TASK OBJECTIVE: In your answer, repeat each line of the data exactly.

::::::

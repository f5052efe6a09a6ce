use super::repository;
use axum::{
    extract::{Json, Path, State},
    http::StatusCode,
    response::{IntoResponse, Response},
    routing::{get, patch, put},
    Router,
};
use serde::Deserialize;
use serde_json::json;
use std::sync::Arc;
use validator::Validate;

use crate::{
    modules::auth::middleware::CustomerAuth, types::Context, utils::validation,
};

fn server_error(message: &str) -> Response {
    (
        StatusCode::INTERNAL_SERVER_ERROR,
        Json(json!({ "error": message })),
    )
        .into_response()
}

fn not_found() -> Response {
    (
        StatusCode::NOT_FOUND,
        Json(json!({ "error": "Address not found" })),
    )
        .into_response()
}

async fn get_addresses(State(ctx): State<Arc<Context>>, auth: CustomerAuth) -> Response {
    match repository::find_many_by_customer_id(&ctx.db_conn.pool, auth.user.id).await {
        Ok(addresses) => (StatusCode::OK, Json(json!(addresses))).into_response(),
        Err(_) => server_error("Failed to fetch addresses"),
    }
}

#[derive(Deserialize, Validate)]
struct CreateAddressPayload {
    #[validate(length(min = 1, max = 50))]
    label: String,
    #[validate(length(min = 1, max = 255))]
    street: String,
    #[validate(length(min = 1, max = 100))]
    city: String,
    #[validate(range(min = -90.0, max = 90.0))]
    latitude: Option<f64>,
    #[validate(range(min = -180.0, max = 180.0))]
    longitude: Option<f64>,
}

async fn create_address(
    State(ctx): State<Arc<Context>>,
    auth: CustomerAuth,
    Json(payload): Json<CreateAddressPayload>,
) -> Response {
    if let Err(errors) = validation::validate(&payload) {
        return errors.into_response();
    }

    let mut tx = match ctx.db_conn.pool.begin().await {
        Ok(tx) => tx,
        Err(err) => {
            tracing::error!("Failed to start transaction: {}", err);
            return server_error("Failed to create address");
        }
    };

    let address = match repository::create(
        &mut tx,
        repository::CreateAddressPayload {
            customer_id: auth.user.id,
            label: payload.label,
            street: payload.street,
            city: payload.city,
            latitude: payload.latitude,
            longitude: payload.longitude,
        },
    )
    .await
    {
        Ok(address) => address,
        Err(_) => return server_error("Failed to create address"),
    };

    if let Err(err) = tx.commit().await {
        tracing::error!("Failed to commit address {}: {}", address.id, err);
        return server_error("Failed to create address");
    }

    (StatusCode::CREATED, Json(json!(address))).into_response()
}

#[derive(Deserialize, Validate)]
struct UpdateAddressPayload {
    #[validate(length(min = 1, max = 50))]
    label: Option<String>,
    #[validate(length(min = 1, max = 255))]
    street: Option<String>,
    #[validate(length(min = 1, max = 100))]
    city: Option<String>,
    #[validate(range(min = -90.0, max = 90.0))]
    latitude: Option<f64>,
    #[validate(range(min = -180.0, max = 180.0))]
    longitude: Option<f64>,
}

async fn update_address(
    State(ctx): State<Arc<Context>>,
    auth: CustomerAuth,
    Path(id): Path<String>,
    Json(payload): Json<UpdateAddressPayload>,
) -> Response {
    if let Err(errors) = validation::validate(&payload) {
        return errors.into_response();
    }

    match repository::update_owned(
        &ctx.db_conn.pool,
        id,
        auth.user.id,
        repository::UpdateAddressPayload {
            label: payload.label,
            street: payload.street,
            city: payload.city,
            latitude: payload.latitude,
            longitude: payload.longitude,
        },
    )
    .await
    {
        Ok(Some(address)) => (StatusCode::OK, Json(json!(address))).into_response(),
        Ok(None) => not_found(),
        Err(_) => server_error("Failed to update address"),
    }
}

async fn delete_address(
    State(ctx): State<Arc<Context>>,
    auth: CustomerAuth,
    Path(id): Path<String>,
) -> Response {
    let mut tx = match ctx.db_conn.pool.begin().await {
        Ok(tx) => tx,
        Err(err) => {
            tracing::error!("Failed to start transaction: {}", err);
            return server_error("Failed to delete address");
        }
    };

    match repository::delete_owned(&mut tx, id.clone(), auth.user.id).await {
        Ok(Some(_)) => (),
        Ok(None) => return not_found(),
        Err(_) => return server_error("Failed to delete address"),
    };

    if let Err(err) = tx.commit().await {
        tracing::error!("Failed to commit deletion of address {}: {}", id, err);
        return server_error("Failed to delete address");
    }

    (
        StatusCode::OK,
        Json(json!({ "message": "Address deleted successfully" })),
    )
        .into_response()
}

async fn set_default_address(
    State(ctx): State<Arc<Context>>,
    auth: CustomerAuth,
    Path(id): Path<String>,
) -> Response {
    let mut tx = match ctx.db_conn.pool.begin().await {
        Ok(tx) => tx,
        Err(err) => {
            tracing::error!("Failed to start transaction: {}", err);
            return server_error("Failed to set default address");
        }
    };

    let address = match repository::set_default(&mut tx, id.clone(), auth.user.id).await {
        Ok(Some(address)) => address,
        Ok(None) => return not_found(),
        Err(_) => return server_error("Failed to set default address"),
    };

    if let Err(err) = tx.commit().await {
        tracing::error!("Failed to commit default address {}: {}", id, err);
        return server_error("Failed to set default address");
    }

    (StatusCode::OK, Json(json!(address))).into_response()
}

pub fn get_router() -> Router<Arc<Context>> {
    Router::new()
        .route("/", get(get_addresses).post(create_address))
        .route("/:id", patch(update_address).delete(delete_address))
        .route("/:id/default", put(set_default_address))
}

::::::

TASK OUTPUT:
repository f5052efe6a09a6ce
use super::repository;
use axum::{
    extract::{Json, Path, State},
    http::StatusCode,
    response::{IntoResponse, Response},
    routing::{get, patch, put},
    Router,
};
use serde::Deserialize;
use serde_json::json;
use std::sync::Arc;
use validator::Validate;

use crate::{
    modules::auth::middleware::CustomerAuth, types::Context, utils::validation,
};

fn server_error(message: &str) -> Response {
    (
        StatusCode::INTERNAL_SERVER_ERROR,
        Json(json!({ "error": message })),
    )
        .into_response()
}

fn not_found() -> Response {
    (
        StatusCode::NOT_FOUND,
        Json(json!({ "error": "Address not found" })),
    )
        .into_response()
}

async fn get_addresses(State(ctx): State<Arc<Context>>, auth: CustomerAuth) -> Response {
    match repository::find_many_by_customer_id(&ctx.db_conn.pool, auth.user.id).await {
        Ok(addresses) => (StatusCode::OK, Json(json!(addresses))).into_response(),
        Err(_) => server_error("Failed to fetch addresses"),
    }
}

#[derive(Deserialize, Validate)]
struct CreateAddressPayload {
    #[validate(length(min = 1, max = 50))]
    label: String,
    #[validate(length(min = 1, max = 255))]
    street: String,
    #[validate(length(min = 1, max = 100))]
    city: String,
    #[validate(range(min = -90.0, max = 90.0))]
    latitude: Option<f64>,
    #[validate(range(min = -180.0, max = 180.0))]
    longitude: Option<f64>,
}

async fn create_address(
    State(ctx): State<Arc<Context>>,
    auth: CustomerAuth,
    Json(payload): Json<CreateAddressPayload>,
) -> Response {
    if let Err(errors) = validation::validate(&payload) {
        return errors.into_response();
    }

    let mut tx = match ctx.db_conn.pool.begin().await {
        Ok(tx) => tx,
        Err(err) => {
            tracing::error!("Failed to start transaction: {}", err);
            return server_error("Failed to create address");
        }
    };

    let address = match repository::create(
        &mut tx,
        repository::CreateAddressPayload {
            customer_id: auth.user.id,
            label: payload.label,
            street: payload.street,
            city: payload.city,
            latitude: payload.latitude,
            longitude: payload.longitude,
        },
    )
    .await
    {
        Ok(address) => address,
        Err(_) => return server_error("Failed to create address"),
    };

    if let Err(err) = tx.commit().await {
        tracing::error!("Failed to commit address {}: {}", address.id, err);
        return server_error("Failed to create address");
    }

    (StatusCode::CREATED, Json(json!(address))).into_response()
}

#[derive(Deserialize, Validate)]
struct UpdateAddressPayload {
    #[validate(length(min = 1, max = 50))]
    label: Option<String>,
    #[validate(length(min = 1, max = 255))]
    street: Option<String>,
    #[validate(length(min = 1, max = 100))]
    city: Option<String>,
    #[validate(range(min = -90.0, max = 90.0))]
    latitude: Option<f64>,
    #[validate(range(min = -180.0, max = 180.0))]
    longitude: Option<f64>,
}

async fn update_address(
    State(ctx): State<Arc<Context>>,
    auth: CustomerAuth,
    Path(id): Path<String>,
    Json(payload): Json<UpdateAddressPayload>,
) -> Response {
    if let Err(errors) = validation::validate(&payload) {
        return errors.into_response();
    }

    match repository::update_owned(
        &ctx.db_conn.pool,
        id,
        auth.user.id,
        repository::UpdateAddressPayload {
            label: payload.label,
            street: payload.street,
            city: payload.city,
            latitude: payload.latitude,
            longitude: payload.longitude,
        },
    )
    .await
    {
        Ok(Some(address)) => (StatusCode::OK, Json(json!(address))).into_response(),
        Ok(None) => not_found(),
        Err(_) => server_error("Failed to update address"),
    }
}

async fn delete_address(
    State(ctx): State<Arc<Context>>,
    auth: CustomerAuth,
    Path(id): Path<String>,
) -> Response {
    let mut tx = match ctx.db_conn.pool.begin().await {
        Ok(tx) => tx,
        Err(err) => {
            tracing::error!("Failed to start transaction: {}", err);
            return server_error("Failed to delete address");
        }
    };

    match repository::delete_owned(&mut tx, id.clone(), auth.user.id).await {
        Ok(Some(_)) => (),
        Ok(None) => return not_found(),
        Err(_) => return server_error("Failed to delete address"),
    };

    if let Err(err) = tx.commit().await {
        tracing::error!("Failed to commit deletion of address {}: {}", id, err);
        return server_error("Failed to delete address");
    }

    (
        StatusCode::OK,
        Json(json!({ "message": "Address deleted successfully" })),
    )
        .into_response()
}

async fn set_default_address(
    State(ctx): State<Arc<Context>>,
    auth: CustomerAuth,
    Path(id): Path<String>,
) -> Response {
    let mut tx = match ctx.db_conn.pool.begin().await {
        Ok(tx) => tx,
        Err(err) => {
            tracing::error!("Failed to start transaction: {}", err);
            return server_error("Failed to set default address");
        }
    };

    let address = match repository::set_default(&mut tx, id.clone(), auth.user.id).await {
        Ok(Some(address)) => address,
        Ok(None) => return not_found(),
        Err(_) => return server_error("Failed to set default address"),
    };

    if let Err(err) = tx.commit().await {
        tracing::error!("Failed to commit default address {}: {}", id, err);
        return server_error("Failed to set default address");
    }

    (StatusCode::OK, Json(json!(address))).into_response()
}

pub fn get_router() -> Router<Arc<Context>> {
    Router::new()
        .route("/", get(get_addresses).post(create_address))
        .route("/:id", patch(update_address).delete(delete_address))
        .route("/:id/default", put(set_default_address))
}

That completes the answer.